**Work instructions:**
Only the number is needed: count the lines below that hold the string "const".

-- Records provided follows --

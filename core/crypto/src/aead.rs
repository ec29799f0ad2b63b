//! Authenticated encryption using XChaCha20-Poly1305.
//!
//! Every token produced here is self-describing: the random 24-byte nonce
//! travels in front of the ciphertext, so a token plus the key is all that
//! is needed to decrypt it.

use chacha20poly1305::{
    aead::{generic_array::GenericArray, Aead, AeadCore, KeyInit, OsRng},
    XChaCha20Poly1305,
};

use crate::keys::KEY_LENGTH;
use gmanvault_common::{Error, Result};

/// Nonce size for XChaCha20-Poly1305 (24 bytes).
pub const NONCE_SIZE: usize = 24;

/// Authentication tag size (16 bytes).
pub const TAG_SIZE: usize = 16;

/// Smallest possible token: nonce and tag around an empty plaintext.
pub const MIN_TOKEN_SIZE: usize = NONCE_SIZE + TAG_SIZE;

fn cipher_for(key: &[u8]) -> Result<XChaCha20Poly1305> {
    if key.len() != KEY_LENGTH {
        return Err(Error::Crypto(format!(
            "Invalid key length: expected {}, got {}",
            KEY_LENGTH,
            key.len()
        )));
    }
    Ok(XChaCha20Poly1305::new(GenericArray::from_slice(key)))
}

/// Encrypt plaintext into a token.
///
/// # Postconditions
/// - Returns nonce || ciphertext || tag
/// - The nonce is randomly generated
/// - The token length is plaintext length + MIN_TOKEN_SIZE
///
/// # Errors
/// - Returns error if key length is incorrect
pub fn encrypt(key: &[u8], plaintext: &[u8]) -> Result<Vec<u8>> {
    let cipher = cipher_for(key)?;
    let nonce = XChaCha20Poly1305::generate_nonce(&mut OsRng);

    let ciphertext = cipher
        .encrypt(&nonce, plaintext)
        .map_err(|e| Error::Crypto(format!("Encryption failed: {}", e)))?;

    let mut token = Vec::with_capacity(NONCE_SIZE + ciphertext.len());
    token.extend_from_slice(&nonce);
    token.extend_from_slice(&ciphertext);

    Ok(token)
}

/// Authenticate and decrypt a token.
///
/// # Errors
/// - `Error::Crypto` if key length is incorrect
/// - `Error::Decryption` if the token is truncated, was produced under a
///   different key, or has been modified
pub fn decrypt(key: &[u8], token: &[u8]) -> Result<Vec<u8>> {
    let cipher = cipher_for(key)?;

    if token.len() < MIN_TOKEN_SIZE {
        return Err(Error::Decryption(format!(
            "Token too short: {} bytes",
            token.len()
        )));
    }

    let (nonce_bytes, encrypted) = token.split_at(NONCE_SIZE);
    let nonce = GenericArray::from_slice(nonce_bytes);

    cipher
        .decrypt(nonce, encrypted)
        .map_err(|_| Error::Decryption("Authentication failed".to_string()))
}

-- Records provided concluded --

**Solution to the exercise:**
3